[Task item] Every entry must be duplicated precisely as written.

Records drawn from a dataset:
*** Block opens ***
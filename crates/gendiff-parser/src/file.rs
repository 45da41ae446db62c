//! Read a document from disk.

use std::path::Path;

use gendiff_types::Mapping;
use tracing::debug;

use crate::convert::parse_bytes;
use crate::document::DocumentFormat;
use crate::error::{ParseError, ParseResult};

/// Read and parse the file at `path`, choosing the parser by extension.
///
/// Errors from the document itself are wrapped with the absolute path of the
/// offending file.
pub fn parse_file(path: impl AsRef<Path>) -> ParseResult<Mapping> {
    let path = path.as_ref();
    let abs_path = std::path::absolute(path).map_err(|error| ParseError::InvalidPath {
        path: path.to_path_buf(),
        error,
    })?;

    let format = DocumentFormat::from_path(&abs_path)?;
    let bytes = std::fs::read(&abs_path).map_err(|error| ParseError::Read {
        path: abs_path.clone(),
        error,
    })?;
    debug!(path = %abs_path.display(), %format, "read document");

    parse_bytes(&bytes, format).map_err(|error| ParseError::Document {
        path: abs_path,
        error: Box::new(error),
    })
}
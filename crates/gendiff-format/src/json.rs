//! The `json` format: the diff tree as a pretty-printed array.
//!
//! Each node becomes `{"key", "status", ...}` with `value`, `oldValue` and
//! `newValue`, or `children`, depending on its status. An array is used
//! instead of an object keyed by property name so sibling order survives any
//! consumer.

use gendiff_diff::{Change, DiffNode};
use gendiff_types::Value;

use crate::error::{FormatError, FormatResult};

/// Serialize `nodes` with a two-space indent.
///
/// Fails with [`FormatError::NonFiniteNumber`] if any value holds NaN or an
/// infinity.
pub fn render(nodes: &[DiffNode]) -> FormatResult<String> {
    check_finite(nodes, "")?;
    Ok(serde_json::to_string_pretty(nodes)?)
}

fn check_finite(nodes: &[DiffNode], path: &str) -> FormatResult<()> {
    for node in nodes {
        let current = join(path, &node.key);
        match &node.change {
            Change::Added { value } | Change::Removed { value } | Change::Unchanged { value } => {
                check_value(value, &current)?
            }
            Change::Updated {
                old_value,
                new_value,
            } => {
                check_value(old_value, &current)?;
                check_value(new_value, &current)?;
            }
            Change::Nested { children } => check_finite(children, &current)?,
        }
    }
    Ok(())
}

fn check_value(value: &Value, path: &str) -> FormatResult<()> {
    match value {
        Value::Float(f) if !f.is_finite() => Err(FormatError::NonFiniteNumber {
            path: path.to_string(),
            value: *f,
        }),
        Value::Sequence(items) => items.iter().try_for_each(|item| check_value(item, path)),
        Value::Mapping(map) => map
            .iter()
            .try_for_each(|(key, item)| check_value(item, &join(path, key))),
        _ => Ok(()),
    }
}

fn join(path: &str, key: &str) -> String {
    if path.is_empty() {
        key.to_string()
    } else {
        format!("{}.{}", path, key)
    }
}
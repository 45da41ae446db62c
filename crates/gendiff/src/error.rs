use thiserror::Error;

#[derive(Debug, Error)]
pub enum GenDiffError {
    #[error(transparent)]
    Parse(#[from] gendiff_parser::ParseError),

    #[error(transparent)]
    Format(#[from] gendiff_format::FormatError),
}

pub type GenDiffResult<T> = Result<T, GenDiffError>;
*** Block closes ***
[Task solution]
filename crates/gendiff-parser/src/file.rs
repository 45da41ae446db62c
//! Read a document from disk.

use std::path::Path;

use gendiff_types::Mapping;
use tracing::debug;

use crate::convert::parse_bytes;
use crate::document::DocumentFormat;
use crate::error::{ParseError, ParseResult};

/// Read and parse the file at `path`, choosing the parser by extension.
///
/// Errors from the document itself are wrapped with the absolute path of the
/// offending file.
pub fn parse_file(path: impl AsRef<Path>) -> ParseResult<Mapping> {
    let path = path.as_ref();
    let abs_path = std::path::absolute(path).map_err(|error| ParseError::InvalidPath {
        path: path.to_path_buf(),
        error,
    })?;

    let format = DocumentFormat::from_path(&abs_path)?;
    let bytes = std::fs::read(&abs_path).map_err(|error| ParseError::Read {
        path: abs_path.clone(),
        error,
    })?;
    debug!(path = %abs_path.display(), %format, "read document");

    parse_bytes(&bytes, format).map_err(|error| ParseError::Document {
        path: abs_path,
        error: Box::new(error),
    })
}
filename crates/gendiff-format/src/json.rs
//! The `json` format: the diff tree as a pretty-printed array.
//!
//! Each node becomes `{"key", "status", ...}` with `value`, `oldValue` and
//! `newValue`, or `children`, depending on its status. An array is used
//! instead of an object keyed by property name so sibling order survives any
//! consumer.

use gendiff_diff::{Change, DiffNode};
use gendiff_types::Value;

use crate::error::{FormatError, FormatResult};

/// Serialize `nodes` with a two-space indent.
///
/// Fails with [`FormatError::NonFiniteNumber`] if any value holds NaN or an
/// infinity.
pub fn render(nodes: &[DiffNode]) -> FormatResult<String> {
    check_finite(nodes, "")?;
    Ok(serde_json::to_string_pretty(nodes)?)
}

fn check_finite(nodes: &[DiffNode], path: &str) -> FormatResult<()> {
    for node in nodes {
        let current = join(path, &node.key);
        match &node.change {
            Change::Added { value } | Change::Removed { value } | Change::Unchanged { value } => {
                check_value(value, &current)?
            }
            Change::Updated {
                old_value,
                new_value,
            } => {
                check_value(old_value, &current)?;
                check_value(new_value, &current)?;
            }
            Change::Nested { children } => check_finite(children, &current)?,
        }
    }
    Ok(())
}

fn check_value(value: &Value, path: &str) -> FormatResult<()> {
    match value {
        Value::Float(f) if !f.is_finite() => Err(FormatError::NonFiniteNumber {
            path: path.to_string(),
            value: *f,
        }),
        Value::Sequence(items) => items.iter().try_for_each(|item| check_value(item, path)),
        Value::Mapping(map) => map
            .iter()
            .try_for_each(|(key, item)| check_value(item, &join(path, key))),
        _ => Ok(()),
    }
}

fn join(path: &str, key: &str) -> String {
    if path.is_empty() {
        key.to_string()
    } else {
        format!("{}.{}", path, key)
    }
}
repository 45da41ae446db62c
filename crates/gendiff/src/error.rs
use thiserror::Error;

#[derive(Debug, Error)]
pub enum GenDiffError {
    #[error(transparent)]
    Parse(#[from] gendiff_parser::ParseError),

    #[error(transparent)]
    Format(#[from] gendiff_format::FormatError),
}

pub type GenDiffResult<T> = Result<T, GenDiffError>;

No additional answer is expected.